//! Documentation links for form fields.

use std::fmt;
use std::sync::Arc;

use hyperform_core::ActionInputParameter;
use serde_json::Value;

/// Supplies a documentation URL for a form field, rendered as a link inside
/// the field's label.
pub trait DocumentationProvider: Send + Sync + fmt::Debug {
    /// URL documenting `param`, given its current value.
    fn documentation_url(
        &self,
        param: &ActionInputParameter,
        value: Option<&Value>,
    ) -> Option<String>;
}

impl<T: DocumentationProvider + ?Sized> DocumentationProvider for Arc<T> {
    fn documentation_url(
        &self,
        param: &ActionInputParameter,
        value: Option<&Value>,
    ) -> Option<String> {
        (**self).documentation_url(param, value)
    }
}

/// No documentation for any field.
#[derive(Debug, Clone, Copy, Default)]
pub struct NoDocumentation;

impl DocumentationProvider for NoDocumentation {
    fn documentation_url(
        &self,
        _param: &ActionInputParameter,
        _value: Option<&Value>,
    ) -> Option<String> {
        None
    }
}

/// Documentation under a common prefix, e.g. `http://schema.org/` gives
/// `http://schema.org/eventStatus` for the field `eventStatus`.
#[derive(Debug, Clone, PartialEq, Eq)]
pub struct PrefixDocumentation {
    prefix: String,
}

impl PrefixDocumentation {
    /// Create a provider.
    pub fn new(prefix: impl Into<String>) -> Self {
        Self {
            prefix: prefix.into(),
        }
    }
}

impl DocumentationProvider for PrefixDocumentation {
    fn documentation_url(
        &self,
        param: &ActionInputParameter,
        _value: Option<&Value>,
    ) -> Option<String> {
        Some(format!("{}{}", self.prefix, param.leaf_name()))
    }
}
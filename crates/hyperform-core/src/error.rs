//! Error types for affordance assembly and URI handling.

use thiserror::Error;

use crate::method::HttpMethod;

/// Result type for affordance operations.
pub type Result<T> = std::result::Result<T, AffordanceError>;

/// Errors raised while describing or resolving affordances.
///
/// All variants are contract violations: they are returned immediately and
/// never downgraded to partial output.
#[derive(Debug, Clone, PartialEq, Eq, Error)]
pub enum AffordanceError {
    /// An argument did not satisfy the operation's contract.
    #[error("invalid argument: {0}")]
    InvalidArgument(String),

    /// The HTTP method has no meaning for the requested operation.
    #[error("unsupported HTTP method: {0}")]
    UnsupportedMethod(HttpMethod),

    /// A string could not be parsed as an HTTP method.
    #[error("unknown HTTP method: {0}")]
    UnknownMethod(String),

    /// A whole request body was about to be rendered as one scalar field.
    #[error("cannot render request body parameter '{0}' as a single input field")]
    RequestBodyAsScalar(String),

    /// A URI template could not be parsed.
    #[error("invalid URI template '{template}': {reason}")]
    InvalidTemplate {
        /// The offending template.
        template: String,
        /// What is wrong with it.
        reason: String,
    },

    /// A required template variable had no value during expansion.
    #[error("missing value for required template variable '{0}'")]
    MissingVariable(String),

    /// A string could not be parsed as a supported media type.
    #[error("unknown media type: {0}")]
    UnknownMediaType(String),
}

impl AffordanceError {
    pub(crate) fn invalid_template(template: &str, reason: impl Into<String>) -> Self {
        Self::InvalidTemplate {
            template: template.to_string(),
            reason: reason.into(),
        }
    }
}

» Work instructions
Restate word for word the entries above, starting at the line with "use crate::method::HttpMethod;" and ending at the line with "not be parsed.", inclusive, and no others.

» Output
use crate::method::HttpMethod;

/// Result type for affordance operations.
pub type Result<T> = std::result::Result<T, AffordanceError>;

/// Errors raised while describing or resolving affordances.
///
/// All variants are contract violations: they are returned immediately and
/// never downgraded to partial output.
#[derive(Debug, Clone, PartialEq, Eq, Error)]
pub enum AffordanceError {
    /// An argument did not satisfy the operation's contract.
    #[error("invalid argument: {0}")]
    InvalidArgument(String),

    /// The HTTP method has no meaning for the requested operation.
    #[error("unsupported HTTP method: {0}")]
    UnsupportedMethod(HttpMethod),

    /// A string could not be parsed as an HTTP method.
    #[error("unknown HTTP method: {0}")]
    UnknownMethod(String),

    /// A whole request body was about to be rendered as one scalar field.
    #[error("cannot render request body parameter '{0}' as a single input field")]
    RequestBodyAsScalar(String),

    /// A URI template could not be parsed.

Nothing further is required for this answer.